Saved data entries
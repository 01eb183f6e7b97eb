//! Upstream exchange-rate provider.
//!
//! # Responsibilities
//! - Issue one GET to the upstream rate API under a fresh 200ms deadline
//! - Classify failures by where they happened (build, send, read, decode)
//!
//! # Design Decisions
//! - The deadline starts when the fetch starts; it is never derived from the
//!   inbound request
//! - The upstream status code is not checked; the body is decoded as-is
//! - One process-wide `reqwest::Client` is shared read-only across requests

use async_trait::async_trait;
use std::sync::OnceLock;
use std::time::Instant;

use crate::error::{RateError, RateResult};
use crate::observability::metrics;
use crate::rates::types::{RateEnvelope, RateQuote};
use crate::resilience::{Deadline, UPSTREAM_TIMEOUT};

/// Source of current exchange-rate quotes.
#[async_trait]
pub trait RateProvider: Send + Sync {
    /// Fetch the current USD/BRL quote.
    async fn fetch(&self) -> RateResult<RateQuote>;
}

static SHARED_CLIENT: OnceLock<reqwest::Client> = OnceLock::new();

/// Process-wide pooled HTTP client, built on first use.
pub fn shared_client() -> &'static reqwest::Client {
    SHARED_CLIENT.get_or_init(reqwest::Client::new)
}

/// Fetches quotes from an HTTP JSON endpoint.
#[derive(Clone)]
pub struct HttpRateProvider {
    client: reqwest::Client,
    url: String,
}

impl HttpRateProvider {
    /// Create a provider for `url` using the given client.
    pub fn new(client: reqwest::Client, url: impl Into<String>) -> Self {
        Self {
            client,
            url: url.into(),
        }
    }

    /// Create a provider for `url` on the process-wide client.
    pub fn with_shared_client(url: impl Into<String>) -> Self {
        Self::new(shared_client().clone(), url)
    }

    /// The upstream URL this provider calls.
    pub fn url(&self) -> &str {
        &self.url
    }

    async fn fetch_raw(&self, deadline: &Deadline) -> RateResult<Vec<u8>> {
        let request = self
            .client
            .get(&self.url)
            .build()
            .map_err(|e| RateError::RequestBuild(e.to_string()))?;

        let response = match deadline.run(self.client.execute(request)).await {
            Ok(Ok(response)) => response,
            Ok(Err(e)) => return Err(RateError::Transport(e.to_string())),
            Err(_) => {
                return Err(RateError::Transport(format!(
                    "upstream did not respond within {}ms",
                    deadline.budget().as_millis()
                )))
            }
        };

        match deadline.run(response.bytes()).await {
            Ok(Ok(body)) => Ok(body.to_vec()),
            Ok(Err(e)) => Err(RateError::BodyRead(e.to_string())),
            Err(_) => Err(RateError::BodyRead(format!(
                "upstream body not received within {}ms",
                deadline.budget().as_millis()
            ))),
        }
    }
}

#[async_trait]
impl RateProvider for HttpRateProvider {
    async fn fetch(&self) -> RateResult<RateQuote> {
        let start = Instant::now();
        let deadline = Deadline::after(UPSTREAM_TIMEOUT);

        let result = self
            .fetch_raw(&deadline)
            .await
            .and_then(|body| RateEnvelope::decode(&body))
            .map(RateEnvelope::into_quote);

        match &result {
            Ok(quote) => {
                tracing::debug!(
                    url = %self.url,
                    bid = %quote.bid,
                    elapsed_ms = start.elapsed().as_millis() as u64,
                    "Upstream rate fetched"
                );
                metrics::record_upstream_fetch("ok", start);
            }
            Err(e) => {
                tracing::warn!(
                    url = %self.url,
                    error = %e,
                    elapsed_ms = start.elapsed().as_millis() as u64,
                    "Upstream rate fetch failed"
                );
                metrics::record_upstream_fetch(e.kind(), start);
            }
        }

        result
    }
}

Required action
Could you transcribe the entries above word for word, from the line with "Upstream exchange-rate provider." down to the line with "read-only across requests", keeping both?

Written solution
//! Upstream exchange-rate provider.
//!
//! # Responsibilities
//! - Issue one GET to the upstream rate API under a fresh 200ms deadline
//! - Classify failures by where they happened (build, send, read, decode)
//!
//! # Design Decisions
//! - The deadline starts when the fetch starts; it is never derived from the
//!   inbound request
//! - The upstream status code is not checked; the body is decoded as-is
//! - One process-wide `reqwest::Client` is shared read-only across requests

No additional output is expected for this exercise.